• _Your goal_: Within the records below, reproduce without change the lines from the line that has "pub fn prompt_id(&self)" through the line that has "let cancel = opts.cancel.clone().unwrap_or_default();", and only those.

• _Exercise data_:
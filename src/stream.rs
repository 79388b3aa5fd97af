//! Shared event-stream connection with per-prompt fan-out.
//!
//! One reader task owns the socket. Every frame is decoded once and routed
//! through a table keyed by `prompt_id` to the [`Subscription`]s that asked
//! for it. Each subscription has a bounded queue and the reader awaits
//! every send, so a slow consumer slows the reader down instead of losing
//! events.

use futures_util::{Stream, StreamExt};
use std::collections::HashMap;
use std::fmt::{self, Display};
use std::sync::{Arc, Mutex, MutexGuard, PoisonError};
use std::time::Duration;
use tokio::sync::mpsc;
use tokio_tungstenite::tungstenite::Message;
use tokio_util::sync::CancellationToken;

use crate::error::{ComfyError, Result};
use crate::messages::{decode_event, ServerEvent};
use crate::tracker::{JobState, ProgressState, ProgressTracker};

/// What a [`Subscription`] receives.
#[derive(Debug, Clone)]
pub enum StreamItem {
    Event(ServerEvent),
    /// Binary frame (latent previews). Only delivered to `subscribe_all`.
    Binary(Vec<u8>),
    /// A frame that could not be decoded. Sent to every subscriber.
    DecodeError(String),
    /// The connection ended; no further items follow.
    Closed(String),
}

/// Bounds on a blocking wait.
#[derive(Debug, Clone, Default)]
pub struct WaitOptions {
    pub timeout: Option<Duration>,
    pub cancel: Option<CancellationToken>,
}

impl WaitOptions {
    pub fn new() -> Self {
        Self::default()
    }

    pub fn with_timeout(mut self, timeout: Duration) -> Self {
        self.timeout = Some(timeout);
        self
    }

    pub fn with_cancel(mut self, token: CancellationToken) -> Self {
        self.cancel = Some(token);
        self
    }
}

struct Route {
    id: u64,
    tx: mpsc::Sender<StreamItem>,
}

#[derive(Default)]
struct Registry {
    jobs: HashMap<String, Vec<Route>>,
    all: Vec<Route>,
    next_id: u64,
    /// Prompt named by the latest `executing` frame with a node.
    running: Option<String>,
    seen_executing: bool,
    closed: Option<String>,
}

impl Registry {
    fn job_senders(&self) -> impl Iterator<Item = &mpsc::Sender<StreamItem>> {
        self.jobs.values().flatten().map(|r| &r.tx)
    }

    fn all_senders(&self) -> impl Iterator<Item = &mpsc::Sender<StreamItem>> {
        self.all.iter().map(|r| &r.tx)
    }

    fn job_route(&self, prompt_id: &str) -> impl Iterator<Item = &mpsc::Sender<StreamItem>> {
        self.jobs.get(prompt_id).into_iter().flatten().map(|r| &r.tx)
    }

    fn observe(&mut self, event: &ServerEvent) {
        if let ServerEvent::Executing(data) = event {
            self.seen_executing = true;
            if data.is_finished() {
                if self.running.as_deref() == Some(data.prompt_id.as_str()) {
                    self.running = None;
                }
            } else {
                self.running = Some(data.prompt_id.clone());
            }
        }
    }

    fn targets(&mut self, item: &StreamItem) -> Vec<mpsc::Sender<StreamItem>> {
        let mut targets: Vec<_> = self.all_senders().cloned().collect();
        match item {
            StreamItem::Event(event) => {
                self.observe(event);
                match event.prompt_id() {
                    Some(id) => targets.extend(self.job_route(id).cloned()),
                    // Bare progress belongs to the running prompt. Before any
                    // `executing` frame it is unknown, so every job gets it.
                    None if matches!(event, ServerEvent::Progress(_)) => match &self.running {
                        Some(running) => targets.extend(self.job_route(running).cloned()),
                        None if !self.seen_executing => {
                            targets.extend(self.job_senders().cloned())
                        }
                        None => {}
                    },
                    None => {}
                }
            }
            StreamItem::DecodeError(_) => targets.extend(self.job_senders().cloned()),
            StreamItem::Binary(_) | StreamItem::Closed(_) => {}
        }
        targets
    }
}

struct Shared {
    registry: Mutex<Registry>,
    capacity: usize,
}

impl Shared {
    fn lock(&self) -> MutexGuard<'_, Registry> {
        self.registry.lock().unwrap_or_else(PoisonError::into_inner)
    }
}

#[derive(Debug, Clone)]
enum RouteKey {
    Job(String, u64),
    All(u64),
}

/// A live event-stream connection shared by any number of trackers.
///
/// Dropping the stream stops the reader task; outstanding subscriptions then
/// observe [`StreamItem::Closed`].
pub struct EventStream {
    shared: Arc<Shared>,
    cancel: CancellationToken,
}

impl EventStream {
    /// Open a WebSocket connection to `url` (e.g. `ws://host:8188/ws?clientId=x`).
    pub async fn connect(url: &str, capacity: usize, connect_timeout: Duration) -> Result<Self> {
        let connect = tokio_tungstenite::connect_async(url);
        let (ws, _) = tokio::time::timeout(connect_timeout, connect)
            .await
            .map_err(|_| ComfyError::WebSocket(format!("Timed out connecting to {}", url)))?
            .map_err(|e| ComfyError::WebSocket(format!("Failed to connect to {}: {}", url, e)))?;
        tracing::info!(url, "Connected to ComfyUI event stream");
        Ok(Self::from_frames(ws, capacity))
    }

    /// Drive the dispatcher from any frame source. Spawns the reader task on
    /// the current Tokio runtime.
    pub fn from_frames<S, E>(frames: S, capacity: usize) -> Self
    where
        S: Stream<Item = std::result::Result<Message, E>> + Send + Unpin + 'static,
        E: Display + Send + 'static,
    {
        let shared = Arc::new(Shared {
            registry: Mutex::new(Registry::default()),
            capacity: capacity.max(1),
        });
        let cancel = CancellationToken::new();
        tokio::spawn(read_loop(frames, shared.clone(), cancel.clone()));
        Self { shared, cancel }
    }

    /// Receive every event addressed to `prompt_id`, plus bare progress
    /// frames and decode errors.
    pub fn subscribe(&self, prompt_id: &str) -> Result<Subscription> {
        self.register(Some(prompt_id))
    }

    /// Receive every frame regardless of prompt.
    pub fn subscribe_all(&self) -> Result<Subscription> {
        self.register(None)
    }

    /// Whether the reader has stopped.
    pub fn is_closed(&self) -> bool {
        self.shared.lock().closed.is_some()
    }

    /// Stop the reader task. Subscribers observe [`StreamItem::Closed`].
    pub fn close(&self) {
        self.cancel.cancel();
    }

    fn register(&self, prompt_id: Option<&str>) -> Result<Subscription> {
        let (tx, rx) = mpsc::channel(self.shared.capacity);
        let mut registry = self.shared.lock();
        if let Some(reason) = &registry.closed {
            return Err(ComfyError::StreamClosed(reason.clone()));
        }
        let id = registry.next_id;
        registry.next_id += 1;
        let key = match prompt_id {
            Some(prompt_id) => {
                registry
                    .jobs
                    .entry(prompt_id.to_string())
                    .or_default()
                    .push(Route { id, tx });
                RouteKey::Job(prompt_id.to_string(), id)
            }
            None => {
                registry.all.push(Route { id, tx });
                RouteKey::All(id)
            }
        };
        Ok(Subscription {
            rx,
            key,
            shared: self.shared.clone(),
        })
    }
}

impl fmt::Debug for EventStream {
    fn fmt(&self, f: &mut fmt::Formatter<'_>) -> fmt::Result {
        let registry = self.shared.lock();
        f.debug_struct("EventStream")
            .field("jobs", &registry.jobs.len())
            .field("all", &registry.all.len())
            .field("running", &registry.running)
            .field("closed", &registry.closed)
            .finish()
    }
}

impl Drop for EventStream {
    fn drop(&mut self) {
        self.cancel.cancel();
    }
}

/// Receiving end of one registration. Unregisters on drop.
pub struct Subscription {
    rx: mpsc::Receiver<StreamItem>,
    key: RouteKey,
    shared: Arc<Shared>,
}

impl fmt::Debug for Subscription {
    fn fmt(&self, f: &mut fmt::Formatter<'_>) -> fmt::Result {
        f.debug_struct("Subscription").field("key", &self.key).finish()
    }
}

impl Subscription {
    pub fn prompt_id(&self) -> Option<&str> {
        match &self.key {
            RouteKey::Job(id, _) => Some(id),
            RouteKey::All(_) => None,
        }
    }

    /// Next item. Once the stream has ended this keeps returning
    /// [`StreamItem::Closed`].
    pub async fn recv(&mut self) -> StreamItem {
        match self.rx.recv().await {
            Some(item) => item,
            None => StreamItem::Closed(
                self.shared
                    .lock()
                    .closed
                    .clone()
                    .unwrap_or_else(|| "event stream ended".to_string()),
            ),
        }
    }

    /// Feed events into `tracker` until its prompt completes or fails.
    ///
    /// `on_progress` runs after every state change. Returns
    /// [`ComfyError::Execution`] if the prompt failed, and
    /// `StreamClosed`/`Timeout`/`Cancelled` if the wait ended early. The
    /// connection itself is left open in every case.
    pub async fn track<F>(
        &mut self,
        tracker: &mut ProgressTracker,
        opts: &WaitOptions,
        mut on_progress: F,
    ) -> Result<()>
    where
        F: FnMut(&ProgressState),
    {
        let deadline = opts.timeout.map(|t| tokio::time::Instant::now() + t);
        let cancel = opts.cancel.clone().unwrap_or_default();

        loop {
            if let Some(result) = terminal_result(tracker.state()) {
                return result;
            }
            let expired = async {
                match deadline {
                    Some(deadline) => tokio::time::sleep_until(deadline).await,
                    None => std::future::pending().await,
                }
            };
            let item = tokio::select! {
                _ = cancel.cancelled() => return Err(ComfyError::Cancelled),
                _ = expired => return Err(ComfyError::Timeout),
                item = self.recv() => item,
            };
            match item {
                StreamItem::Event(event) => {
                    if tracker.apply(&event) {
                        on_progress(tracker.state());
                    }
                }
                StreamItem::DecodeError(reason) => {
                    tracing::warn!(
                        prompt_id = tracker.prompt_id(),
                        %reason,
                        "Undecodable event while waiting",
                    );
                }
                StreamItem::Binary(_) => {}
                StreamItem::Closed(reason) => return Err(ComfyError::StreamClosed(reason)),
            }
        }
    }
}

fn terminal_result(state: &ProgressState) -> Option<Result<()>> {
    match state.state {
        JobState::Completed => Some(Ok(())),
        JobState::Failed => {
            let data = state.error.clone().unwrap_or_default();
            Some(Err(ComfyError::Execution(Box::new(data))))
        }
        JobState::Idle | JobState::Running => None,
    }
}

impl Drop for Subscription {
    fn drop(&mut self) {
        let mut registry = self.shared.lock();
        match &self.key {
            RouteKey::Job(prompt_id, id) => {
                if let Some(routes) = registry.jobs.get_mut(prompt_id) {
                    routes.retain(|r| r.id != *id);
                    if routes.is_empty() {
                        registry.jobs.remove(prompt_id);
                    }
                }
            }
            RouteKey::All(id) => registry.all.retain(|r| r.id != *id),
        }
    }
}

async fn read_loop<S, E>(mut frames: S, shared: Arc<Shared>, cancel: CancellationToken)
where
    S: Stream<Item = std::result::Result<Message, E>> + Unpin,
    E: Display,
{
    let reason = loop {
        let frame = tokio::select! {
            _ = cancel.cancelled() => break "event stream closed by client".to_string(),
            frame = frames.next() => frame,
        };
        let item = match frame {
            None => break "connection ended".to_string(),
            Some(Err(e)) => break format!("read error: {}", e),
            Some(Ok(Message::Close(frame))) => {
                break match frame {
                    Some(f) => format!("server closed the connection ({}): {}", f.code, f.reason),
                    None => "server closed the connection".to_string(),
                }
            }
            Some(Ok(Message::Text(text))) => decode_item(text.as_bytes()),
            Some(Ok(Message::Binary(bytes))) => {
                if bytes.first() == Some(&b'{') {
                    decode_item(&bytes)
                } else {
                    StreamItem::Binary(bytes.to_vec())
                }
            }
            Some(Ok(_)) => continue,
        };
        if !dispatch(&shared, item, &cancel).await {
            break "event stream closed by client".to_string();
        }
    };

    tracing::info!(%reason, "ComfyUI event stream stopped");
    let routes = {
        let mut registry = shared.lock();
        registry.closed = Some(reason.clone());
        let mut routes: Vec<Route> = registry.jobs.drain().flat_map(|(_, r)| r).collect();
        routes.append(&mut registry.all);
        routes
    };
    for route in routes {
        // A full queue still sees the channel close once drained.
        let _ = route.tx.try_send(StreamItem::Closed(reason.clone()));
    }
}

fn decode_item(bytes: &[u8]) -> StreamItem {
    match decode_event(bytes) {
        Ok(event) => {
            tracing::debug!(kind = event.kind(), prompt_id = event.prompt_id(), "Event received");
            StreamItem::Event(event)
        }
        Err(e) => {
            tracing::warn!(error = %e, "Failed to decode ComfyUI event");
            StreamItem::DecodeError(e.to_string())
        }
    }
}

/// Returns `false` if cancelled while blocked on a full queue.
async fn dispatch(shared: &Shared, item: StreamItem, cancel: &CancellationToken) -> bool {
    let targets = shared.lock().targets(&item);
    for tx in targets {
        tokio::select! {
            _ = cancel.cancelled() => return false,
            // A dropped receiver just means that subscriber went away.
            _ = tx.send(item.clone()) => {}
        }
    }
    true
}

• _Written solution_:
    pub fn prompt_id(&self) -> Option<&str> {
        match &self.key {
            RouteKey::Job(id, _) => Some(id),
            RouteKey::All(_) => None,
        }
    }

    /// Next item. Once the stream has ended this keeps returning
    /// [`StreamItem::Closed`].
    pub async fn recv(&mut self) -> StreamItem {
        match self.rx.recv().await {
            Some(item) => item,
            None => StreamItem::Closed(
                self.shared
                    .lock()
                    .closed
                    .clone()
                    .unwrap_or_else(|| "event stream ended".to_string()),
            ),
        }
    }

    /// Feed events into `tracker` until its prompt completes or fails.
    ///
    /// `on_progress` runs after every state change. Returns
    /// [`ComfyError::Execution`] if the prompt failed, and
    /// `StreamClosed`/`Timeout`/`Cancelled` if the wait ended early. The
    /// connection itself is left open in every case.
    pub async fn track<F>(
        &mut self,
        tracker: &mut ProgressTracker,
        opts: &WaitOptions,
        mut on_progress: F,
    ) -> Result<()>
    where
        F: FnMut(&ProgressState),
    {
        let deadline = opts.timeout.map(|t| tokio::time::Instant::now() + t);
        let cancel = opts.cancel.clone().unwrap_or_default();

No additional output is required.